Tricky young males. The one-year-old male, seen throughout the spring and summer, is greenish yellow like the female but has a distinct black mask and throat.

The female Orchard Oriole is a perfect demonstration of the importance of looking at bill shape when identifying any bird. Relatively small and yellowish, with two narrow wing bars, this individual might be mistaken for some other bird group. But its bill has a thick pale base and a narrow sharp point, ruling out female Western Tanager, all the warblers, and, in fact, everything except other orioles. Having narrowed the ID down to the right family, we can check the short-tailed look and overall greenish yellow look to be sure of the species. Incidentally, notice the blue-gray legs, a feature shared with the vireos (which are totally unrelated) but not shown by most songbirds.

Over most of the Orchard Oriole’s range, the main ID contender is Baltimore Oriole. Females are superficially similar, and when the two species are not together, the smaller size of Orchard may not be apparent. The strong, pointed bill of Baltimore Oriole looks relatively longer, at least two-thirds as long as the head. Overall color is consistently different: Baltimore with tinges of orange or brown, Orchard looking more greenish yellow. Female Baltimore Orioles are variable in their markings. Most adult females show more black mottling on the back and head than this bird. Some look essentially black-headed, and birders often mistakenly assume that the birds must be young males.
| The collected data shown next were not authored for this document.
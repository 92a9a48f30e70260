//! # sasapay - SasaPay payment gateway client
//!
//! A Rust client for the SasaPay mobile-money gateway. The client authenticates
//! with OAuth client credentials, keeps the bearer token in a per-client cache
//! and exposes the customer-to-business payment calls.
//!
//! ```no_run
//! use sasapay::{network_codes, Credentials, PaymentRequest, SasaPayClient};
//!
//! # async fn run() -> sasapay::Result<()> {
//! let client = SasaPayClient::new(Credentials::new("client-id", "client-secret", "sandbox"))?;
//!
//! let response = client
//!     .request_payment(&PaymentRequest {
//!         merchant_code: "600980".to_string(),
//!         network_code: network_codes::MPESA.to_string(),
//!         currency: "KES".to_string(),
//!         amount: "10".to_string(),
//!         phone_number: "254700000000".to_string(),
//!         ..Default::default()
//!     })
//!     .await?;
//! println!("checkout request: {}", response.checkout_request_id);
//! # Ok(())
//! # }
//! ```

pub mod cache;
pub mod client;
pub mod config;
pub mod error;
pub mod payments;
pub mod types;

// Re-exports for convenience
pub use client::SasaPayClient;
pub use config::ClientConfig;
pub use error::{Result, SasaPayError};
pub use types::*;

/// Current version of the sasapay library
pub const VERSION: &str = env!("CARGO_PKG_VERSION");

#[cfg(test)]
mod tests {
    use super::*;

    #[test]
    fn test_version_constant() {
        assert!(!VERSION.is_empty());
    }

    #[test]
    fn test_endpoints() {
        assert_eq!(
            endpoints::AUTH_TOKEN,
            "/v1/auth/token/?grant_type=client_credentials"
        );
        assert_eq!(endpoints::REQUEST_PAYMENT, "/v1/payments/request-payment/");
        assert_eq!(endpoints::PROCESS_PAYMENT, "/v1/payments/process-payment/");
    }

    #[test]
    fn test_reexports() {
        let credentials = Credentials::new("id", "secret", Environment::Production);
        let config = ClientConfig::new(credentials);
        let client = SasaPayClient::with_config(config).unwrap();
        assert_eq!(client.base_url(), PRODUCTION_BASE_URL);
        assert_eq!(client.credentials().environment, Environment::Production);
    }
}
Although Hooded and Orchard Orioles largely separate out by range, they overlap in Texas and New Mexico. Orchard Orioles occur as vagrants throughout the West, and Hooded Orioles have wandered east as far as Ontario. Adult females of the two species are similar. Hooded has a longer bill, on average, and the tip of the bill usually looks more curved. The bird also has a noticeably longer tail than Orchard. Wing pattern is variable on both species and not helpful for ID. The biggest challenge involves juvenile Hooded Orioles in summer and early fall. Shorter-billed and shorter-tailed than adults at first, they can look similar to Orchard Orioles and may be identified only by callnotes.
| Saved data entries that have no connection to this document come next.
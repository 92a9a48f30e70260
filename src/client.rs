//! Authenticated HTTP client for the SasaPay gateway

use crate::cache::TokenCache;
use crate::config::ClientConfig;
use crate::types::{endpoints, AuthResponse, Credentials};
use crate::{Result, SasaPayError};
use base64::{engine::general_purpose::STANDARD, Engine as _};
use http::Method;
use reqwest::header::{AUTHORIZATION, CONTENT_TYPE};
use reqwest::{Client, Response, StatusCode};
use serde::Serialize;
use tracing::{debug, warn};

/// HTTP client that obtains, caches and attaches a bearer token to every call
#[derive(Clone)]
pub struct SasaPayClient {
    /// Underlying HTTP client
    client: Client,
    credentials: Credentials,
    base_url: String,
    token_cache: TokenCache,
}

impl std::fmt::Debug for SasaPayClient {
    fn fmt(&self, f: &mut std::fmt::Formatter<'_>) -> std::fmt::Result {
        f.debug_struct("SasaPayClient")
            .field("base_url", &self.base_url)
            .field("credentials", &self.credentials)
            .finish()
    }
}

impl SasaPayClient {
    /// Create a client for the environment named in `credentials`
    pub fn new(credentials: Credentials) -> Result<Self> {
        Self::with_config(ClientConfig::new(credentials))
    }

    /// Create a client with custom configuration
    pub fn with_config(config: ClientConfig) -> Result<Self> {
        config.validate()?;

        let client = Client::builder()
            .timeout(config.timeout)
            .build()
            .map_err(|e| SasaPayError::config(format!("Failed to create HTTP client: {}", e)))?;

        Ok(Self {
            client,
            base_url: config.resolved_base_url(),
            credentials: config.credentials,
            token_cache: TokenCache::new(),
        })
    }

    /// Base URL every path is appended to
    pub fn base_url(&self) -> &str {
        &self.base_url
    }

    /// Get the credentials this client authenticates with
    pub fn credentials(&self) -> &Credentials {
        &self.credentials
    }

    /// Absolute URL for a gateway path
    pub fn endpoint_url(&self, path: &str) -> String {
        format!("{}{}", self.base_url, path)
    }

    /// Return a cached bearer token, fetching a new one on a miss.
    ///
    /// The token is kept for [`crate::cache::TOKEN_TTL`]; the `expires_in`
    /// value sent by the gateway is not consulted.
    pub async fn get_auth_token(&self) -> Result<String> {
        if let Some(token) = self.token_cache.get() {
            debug!("using cached auth token");
            return Ok(token);
        }

        let url = self.endpoint_url(endpoints::AUTH_TOKEN);
        debug!(url = %url, "fetching auth token");

        let response = self
            .client
            .get(&url)
            .header(AUTHORIZATION, self.basic_auth_header())
            .send()
            .await
            .map_err(|e| {
                SasaPayError::authentication_with_source("failed to execute auth request", e)
            })?;

        let status = response.status();
        if status != StatusCode::OK {
            warn!(%status, "auth request rejected");
            let body = error_body(response).await;
            return Err(SasaPayError::authentication_status(status, body));
        }

        let auth_response: AuthResponse = response
            .json()
            .await
            .map_err(|e| SasaPayError::authentication_with_source("failed to decode response", e))?;

        self.token_cache.insert(auth_response.access_token.clone());
        debug!(
            expires_in = auth_response.expires_in,
            ttl_secs = self.token_cache.ttl().as_secs(),
            "cached auth token"
        );

        Ok(auth_response.access_token)
    }

    /// Drop the cached token so the next call authenticates again
    pub fn invalidate_token(&self) {
        self.token_cache.clear();
    }

    /// Send an authenticated JSON request and return the raw response body.
    ///
    /// `None` sends an empty body. Anything but `200 OK` is an error and the
    /// body is only kept as diagnostic text on the error.
    pub async fn make_request<T>(
        &self,
        method: Method,
        path: &str,
        payload: Option<&T>,
    ) -> Result<Vec<u8>>
    where
        T: Serialize + ?Sized,
    {
        let token = self.get_auth_token().await?;

        let body = match payload {
            Some(payload) => serde_json::to_vec(payload)
                .map_err(|e| SasaPayError::request_with_source("failed to marshal payload", e))?,
            None => Vec::new(),
        };

        let url = self.endpoint_url(path);
        debug!(%method, url = %url, "sending request");

        let response = self
            .client
            .request(method, &url)
            .header(AUTHORIZATION, format!("Bearer {}", token))
            .header(CONTENT_TYPE, "application/json")
            .body(body)
            .send()
            .await
            .map_err(|e| SasaPayError::request_with_source("failed to execute request", e))?;

        let status = response.status();
        if status != StatusCode::OK {
            warn!(%status, url = %url, "request rejected");
            let body = error_body(response).await;
            return Err(SasaPayError::request_status(status, body));
        }

        let bytes = response
            .bytes()
            .await
            .map_err(|e| SasaPayError::request_with_source("failed to read response body", e))?;

        Ok(bytes.to_vec())
    }

    fn basic_auth_header(&self) -> String {
        let raw = format!("{}:{}", self.credentials.client_id, self.credentials.client_secret);
        format!("Basic {}", STANDARD.encode(raw))
    }

    #[cfg(test)]
    pub(crate) fn with_token_cache(mut self, token_cache: TokenCache) -> Self {
        self.token_cache = token_cache;
        self
    }
}

async fn error_body(response: Response) -> Option<String> {
    response.text().await.ok().filter(|text| !text.is_empty())
}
Most orioles are patterned with bright yellow or orange. The adult male Orchard Oriole, with its rich chestnut tones, is almost unique (a few tropical orioles have traces of the same color), and it’s unmistakable north of the border. The American Ornithologists’ Union currently treats a closely related form — Fuertes’s, or Ochre, Oriole of eastern Mexico — as a subspecies of Orchard Oriole, but some authorities consider it a full species. The adult male Fuertes’s looks like a typical Orchard Oriole, but a rich butterscotch ochre replaces the chestnut. Females and young look almost identical to Orchard Orioles. Fuertes’s Oriole has strayed to South Texas at least once and might be found there again.
Changes in latitude, changes in plumage
Among most oriole species north of the Mexican border — Orchard, Baltimore, Bullock’s, Hooded, and Scott’s — adult males are brightly patterned, while females are more cryptic. North American birders might assume this is the normal way of things, but the majority of the 30-plus oriole species live in the American tropics. In almost all of them, males and females look essentially the same. We see hints of that at our own subtropical edges. In southern Texas, the sexes look the same in Altamira Oriole and almost the same in Audubon’s Oriole. In Spot-breasted Oriole, introduced in Florida, males and females are equally bright.
So our northern species, with their different male and female plumages — exhibiting what’s called sexual dichromatism — are the exceptions to the norm. Scientists believe that the sexes of ancestral orioles looked similar, and that the duller plumages of female orioles in the north evolved later. But why?
Female orioles do more of the work of raising young, and drab plumage makes them less conspicuous to predators. But there are plenty of predators in the tropics, where female orioles still wear bright colors. A major difference is that many tropical orioles maintain a pair bond at all seasons, and both sexes defend a permanent territory. The demands of this lifestyle may outweigh the advantages of camouflage for birds that stay paired up all year.